INSTRUCTIONS TO FOLLOW | Only the lines from the one with "every id to a" through the end of the material below belong in the reply; transcribe them exactly.

---------- EXTRACTED MATERIAL

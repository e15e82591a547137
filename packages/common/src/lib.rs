//! # Knecht Common
//!
//! Shared vocabulary of the variant document engine: item identities, the
//! fixed column schema, typed cell rows, item kinds derived from the type
//! column, and detached [`NodeData`] subtrees that move between the codec,
//! the document and the clipboard.

pub mod data;
pub mod error;
pub mod id;
pub mod kind;
pub mod result;
pub mod schema;

pub use data::*;
pub use error::*;
pub use id::*;
pub use kind::*;
pub use result::*;
pub use schema::*;
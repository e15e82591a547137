//! # Knecht Codec
//!
//! Reads and writes the tagged variant exchange format.
//!
//! ```text
//! <renderknecht_varianten>
//!   <origin/>
//!   <renderknecht_settings/>
//!   <variant_presets>
//!     <preset order="000" name="P1" type="trim_setup" id="1">
//!       <variant order="000" name="Color" value="red"/>
//!     </preset>
//!   </variant_presets>
//! </renderknecht_varianten>
//! ```
//!
//! Identities never hit the wire in full. [`encode`] compacts every id to a
//! small sequential integer and [`decode`] mints a fresh identity for every
//! distinct integer it meets.

pub mod error;
pub mod escape;
pub mod id_table;
pub mod lexer;
pub mod reader;
pub mod writer;

pub use error::{CodecError, CodecResult};
pub use id_table::{IdCompactor, IdExpander};
pub use reader::{decode, Reader};
pub use writer::{encode, Writer};

#[cfg(feature = "pretty-errors")]
pub use error::format_error;

/// Root element of every exchange document
pub const ROOT_TAG: &str = "renderknecht_varianten";

/// Element holding the node tree
pub const PRESETS_TAG: &str = "variant_presets";

pub const ORIGIN_TAG: &str = "origin";

pub const SETTINGS_TAG: &str = "renderknecht_settings";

--------------------

YOUR SOLUTION |
//! Identities never hit the wire in full. [`encode`] compacts every id to a
//! small sequential integer and [`decode`] mints a fresh identity for every
//! distinct integer it meets.

pub mod error;
pub mod escape;
pub mod id_table;
pub mod lexer;
pub mod reader;
pub mod writer;

pub use error::{CodecError, CodecResult};
pub use id_table::{IdCompactor, IdExpander};
pub use reader::{decode, Reader};
pub use writer::{encode, Writer};

#[cfg(feature = "pretty-errors")]
pub use error::format_error;

/// Root element of every exchange document
pub const ROOT_TAG: &str = "renderknecht_varianten";

/// Element holding the node tree
pub const PRESETS_TAG: &str = "variant_presets";

pub const ORIGIN_TAG: &str = "origin";

pub const SETTINGS_TAG: &str = "renderknecht_settings";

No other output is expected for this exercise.